Spiders aren’t that “creepy”

Why are people frightened of spiders? I have come to the conclusion that being afraid of spiders is an irrational fear. I do, however, understand how this fear arose. Through the long process of evolution, humans developed certain survival instincts. For example, we do not learn to be afraid of brown bears, we are born knowing that certain things can hurt or kill us. The brown bear is a giant clawed creature that could tear you apart with its teeth and paws. When we happen across a brown bear in its natural habitat, our instinct tells us to run away as fast as we can.

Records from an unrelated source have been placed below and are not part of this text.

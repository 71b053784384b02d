//! Centralized default constants for the diachi engine.
//!
//! **This module is the single source of truth** for all shared default
//! values. The engine and config layer reference these constants instead of
//! defining their own magic numbers.
//!
//! Organized by domain area. When adding new constants, place them in the
//! appropriate section and document the rationale for the chosen value.

// =============================================================================
// FUZZY MATCH THRESHOLDS
// =============================================================================

/// Minimum adjusted ensemble score for a province potential.
///
/// Provinces are a small, well-known set (63 names), so the bar is highest:
/// accepting a marginal province match poisons every downstream scope.
pub const FUZZY_THRESHOLD_PROVINCE: f64 = 0.88;

/// Minimum adjusted ensemble score for a district potential.
pub const FUZZY_THRESHOLD_DISTRICT: f64 = 0.85;

/// Minimum adjusted ensemble score for a ward potential.
///
/// Lowest of the three: ward names carry the most spelling noise in
/// real-world input (missing spaces, dropped digits).
pub const FUZZY_THRESHOLD_WARD: f64 = 0.80;

// =============================================================================
// ENSEMBLE WEIGHTS
// =============================================================================

/// Weight of the token-sort ratio in the ensemble score.
pub const ENSEMBLE_WEIGHT_TOKEN_SORT: f64 = 0.65;

/// Weight of normalized Levenshtein similarity in the ensemble score.
pub const ENSEMBLE_WEIGHT_LEVENSHTEIN: f64 = 0.35;

// =============================================================================
// NUMERIC KEYWORD CONTEXT
// =============================================================================

/// Score multiplier for a 1-2 digit numeric n-gram preceded by a full
/// administrative keyword ("phuong 4", "quan 8").
pub const NUMERIC_KEYWORD_BONUS: f64 = 1.2;

/// Score multiplier for a 1-2 digit numeric n-gram with no preceding
/// administrative keyword. A bare "8" is far more likely a house number
/// than a ward.
pub const NUMERIC_NO_KEYWORD_PENALTY: f64 = 0.7;

/// Numeric n-grams of this many digits or more are street/house numbers
/// and never administrative names.
pub const STREET_NUMBER_MIN_DIGITS: usize = 3;

// =============================================================================
// CANDIDATE ASSEMBLY
// =============================================================================

/// Candidate breadth: top-K province potentials entering Phase 3.
pub const TOP_K_PROVINCE: usize = 3;

/// Candidate breadth: top-K district potentials entering Phase 3.
pub const TOP_K_DISTRICT: usize = 3;

/// Candidate breadth: top-K ward potentials entering Phase 3.
pub const TOP_K_WARD: usize = 5;

/// Score band within which a numeric ward tie against the same district is
/// retained for the Phase 4 ranker instead of being resolved early.
pub const DISAMBIGUATION_BAND: f64 = 0.05;

// =============================================================================
// EXTERNAL GEOCODER
// =============================================================================

/// Local combined confidence below which the optional external geocoder is
/// consulted.
pub const EXTERNAL_THRESHOLD: f64 = 0.7;

/// Hard timeout for a geocoder call in milliseconds. The pipeline proceeds
/// without the geocoder when this elapses.
pub const EXTERNAL_TIMEOUT_MS: u64 = 2000;

/// Default Goong Maps geocoding endpoint.
pub const GOONG_GEOCODE_URL: &str = "https://rsapi.goong.io/geocode";

// =============================================================================
// RANKING
// =============================================================================

/// Match-type component of the confidence formula (out of 100).
pub const MATCH_TYPE_SCORE_EXACT: f64 = 50.0;
pub const MATCH_TYPE_SCORE_FUZZY: f64 = 30.0;
pub const MATCH_TYPE_SCORE_EXTERNAL: f64 = 25.0;
pub const MATCH_TYPE_SCORE_FALLBACK: f64 = 20.0;

/// At-rule component: ward present / district present / province only.
pub const AT_RULE_SCORE_WARD: f64 = 30.0;
pub const AT_RULE_SCORE_DISTRICT: f64 = 20.0;
pub const AT_RULE_SCORE_PROVINCE: f64 = 10.0;

/// Similarity component scale (weighted per-level average × this).
pub const SIMILARITY_SCORE_SCALE: f64 = 20.0;

/// Per-level weights inside the similarity component.
pub const SIMILARITY_WEIGHT_PROVINCE: f64 = 0.3;
pub const SIMILARITY_WEIGHT_DISTRICT: f64 = 0.35;
pub const SIMILARITY_WEIGHT_WARD: f64 = 0.35;

/// Multiplier applied when the candidate agrees with caller-supplied hints.
pub const GEO_CONTEXT_BONUS: f64 = 1.1;

/// Multiplier applied when the candidate's triple is not in the hierarchy.
pub const HIERARCHY_PENALTY: f64 = 0.8;

/// Final confidence below which the result reports no match.
pub const LOW_CONFIDENCE_FLOOR: f64 = 0.4;

/// Per-level score below which ward/district fields are cleared on a
/// low-confidence result.
pub const LEVEL_CLEAR_FLOOR: f64 = 0.5;

// =============================================================================
// QUALITY FLAGS
// =============================================================================

/// Confidence floor for `full_address`.
pub const QUALITY_FULL_CONFIDENCE: f64 = 0.8;

/// Confidence floor for `partial_address` and `province_only`.
pub const QUALITY_PARTIAL_CONFIDENCE: f64 = 0.6;

// =============================================================================
// CACHES
// =============================================================================

/// Phase 1 normalization LRU capacity, keyed on (raw, province, district).
pub const NORMALIZE_CACHE_SIZE: usize = 10_000;

/// Abbreviation dictionary LRU capacity, keyed on (province, district).
pub const ABBREVIATION_CACHE_SIZE: usize = 256;

// =============================================================================
// N-GRAMS
// =============================================================================

/// Maximum n-gram length over the normalized token stream. Vietnamese
/// administrative names are at most four tokens ("ba ria vung tau").
pub const NGRAM_MAX: usize = 4;

/// Maximum street span length in tokens.
pub const STREET_SPAN_MAX: usize = 3;

// =============================================================================
// DATABASE
// =============================================================================

/// Default maximum number of connections in the SQLite pool.
pub const DEFAULT_MAX_CONNECTIONS: u32 = 8;

/// Default connection acquire timeout in seconds.
pub const DEFAULT_CONNECT_TIMEOUT_SECS: u64 = 30;

#[cfg(test)]
mod tests {
    use super::*;

    #[test]
    fn ensemble_weights_sum_to_one() {
        let sum = ENSEMBLE_WEIGHT_TOKEN_SORT + ENSEMBLE_WEIGHT_LEVENSHTEIN;
        assert!((sum - 1.0).abs() < f64::EPSILON);
    }

    #[test]
    fn similarity_weights_sum_to_one() {
        let sum =
            SIMILARITY_WEIGHT_PROVINCE + SIMILARITY_WEIGHT_DISTRICT + SIMILARITY_WEIGHT_WARD;
        assert!((sum - 1.0).abs() < f64::EPSILON);
    }

    #[test]
    fn thresholds_ordered_by_level() {
        assert!(FUZZY_THRESHOLD_PROVINCE > FUZZY_THRESHOLD_DISTRICT);
        assert!(FUZZY_THRESHOLD_DISTRICT > FUZZY_THRESHOLD_WARD);
    }

    #[test]
    fn match_type_scores_ordered() {
        assert!(MATCH_TYPE_SCORE_EXACT > MATCH_TYPE_SCORE_FUZZY);
        assert!(MATCH_TYPE_SCORE_FUZZY > MATCH_TYPE_SCORE_EXTERNAL);
        assert!(MATCH_TYPE_SCORE_EXTERNAL > MATCH_TYPE_SCORE_FALLBACK);
    }

    #[test]
    fn quality_floors_ordered() {
        assert!(QUALITY_FULL_CONFIDENCE > QUALITY_PARTIAL_CONFIDENCE);
        assert!(QUALITY_PARTIAL_CONFIDENCE > LOW_CONFIDENCE_FLOOR);
    }
}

Spiders also spark the same survival instinct within many people. The spider has a bad reputation for being a venomous evil creature, but people are actually mistaken. The majority of spiders in the world are not venomous. Yes, you can get bitten by many, but the most severe result may be an itchy bite mark that lasts a couple days. Spiders are also couple with the word “creepy”. It is also true that spiders look weird when compared to puppies and other cute animals. Eight furry legs, tons of tiny beady black eyes, fangs, and webs are all alien to anything human. Spiders are creepy. They instant a spider begins to crawl on someone’s arm and catch a sight of this frightening foreign creature survival mode takes over and a flailing and screaming dance ensues.

I argue that the best way to deal with a spider is in a calm and collected manner. By slowly flicking a spider off your arm or leg, you are much less likely to be bitten then flailing uncontrollably. If a spider feels trapped or in danger, it will bite. A dog or a cat would do the same thing. So the important thing to remember is that even though spiders look “creepy”, you must fight the instinct to be afraid of them. If you can remember that most spiders are harmless and that they actually act as a natural pest control, then you can deal with your next spider interaction in a more positive way.

Reshetiloff, Kathy. “Despite Their Reputations, Most Spiders Are Harmless.” Bay Journal RSS. Bay Journal, 01 Nov. 2006. Web. 31 Oct. 2014.